> _TRY IT_:
Should a line below contain the word "ProcessingRequirements", report it.

══ DATA SHOWN

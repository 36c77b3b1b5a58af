//! Workflow state machine: phases, legal transition guards, and the
//! message rules that move a run forward.
//!
//! One [`WorkflowMachine`] owns the state of a single run: the current
//! [`Phase`], the live story collection, and any captured error. It is
//! mutated only through [`WorkflowMachine::start_processing`] and
//! [`WorkflowMachine::on_message`]; every transition is validated against
//! the phase graph and recorded for replay and diagnostics.

use std::fmt;
use std::time::Instant;

use serde::{Deserialize, Serialize};
use tracing::{debug, warn};

use crate::agents::Actor;
use crate::stories::{extract_json_array, Story};

/// The phases of a run.
///
/// Every run starts at `Initial` and terminates at either `Completed` or
/// `Failed`; exactly one phase is active at a time.
#[derive(Debug, Clone, Copy, PartialEq, Eq, Hash, Serialize, Deserialize)]
#[serde(rename_all = "snake_case")]
pub enum Phase {
    /// Run created, nothing observed yet.
    Initial,
    /// Analyst is turning the requirements document into stories.
    ProcessingRequirements,
    /// Reviewer is surfacing the drafted stories to the human.
    DisplayingStories,
    /// Waiting for the human approval verdict.
    WaitingApproval,
    /// TicketCreator is pushing approved stories to the tracker.
    CreatingTickets,
    /// All tickets created (terminal).
    Completed,
    /// Captured error (terminal).
    Failed,
}

impl Phase {
    /// Whether this is a terminal phase (no further transitions allowed).
    pub fn is_terminal(self) -> bool {
        matches!(self, Self::Completed | Self::Failed)
    }
}

impl fmt::Display for Phase {
    fn fmt(&self, f: &mut fmt::Formatter<'_>) -> fmt::Result {
        match self {
            Self::Initial => write!(f, "Initial"),
            Self::ProcessingRequirements => write!(f, "ProcessingRequirements"),
            Self::DisplayingStories => write!(f, "DisplayingStories"),
            Self::WaitingApproval => write!(f, "WaitingApproval"),
            Self::CreatingTickets => write!(f, "CreatingTickets"),
            Self::Completed => write!(f, "Completed"),
            Self::Failed => write!(f, "Failed"),
        }
    }
}

/// Legal transitions between phases.
///
/// ```text
/// Initial → ProcessingRequirements
/// ProcessingRequirements → DisplayingStories
/// DisplayingStories → WaitingApproval
/// WaitingApproval → CreatingTickets | ProcessingRequirements (revise)
/// CreatingTickets → Completed
/// any non-terminal → Failed
/// ```
fn is_legal_transition(from: Phase, to: Phase) -> bool {
    use Phase::*;

    // Any non-terminal phase can transition to Failed.
    if to == Failed && !from.is_terminal() {
        return true;
    }

    matches!(
        (from, to),
        (Initial, ProcessingRequirements)
            | (ProcessingRequirements, DisplayingStories)
            | (DisplayingStories, WaitingApproval)
            | (WaitingApproval, CreatingTickets)
            // Revision request sends the run back for a fresh draft
            | (WaitingApproval, ProcessingRequirements)
            | (CreatingTickets, Completed)
    )
}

════

> _ANSWER AREA_:
    ProcessingRequirements,
            Self::ProcessingRequirements => write!(f, "ProcessingRequirements"),
/// Initial → ProcessingRequirements
/// ProcessingRequirements → DisplayingStories
/// WaitingApproval → CreatingTickets | ProcessingRequirements (revise)
        (Initial, ProcessingRequirements)
            | (ProcessingRequirements, DisplayingStories)
            | (WaitingApproval, ProcessingRequirements)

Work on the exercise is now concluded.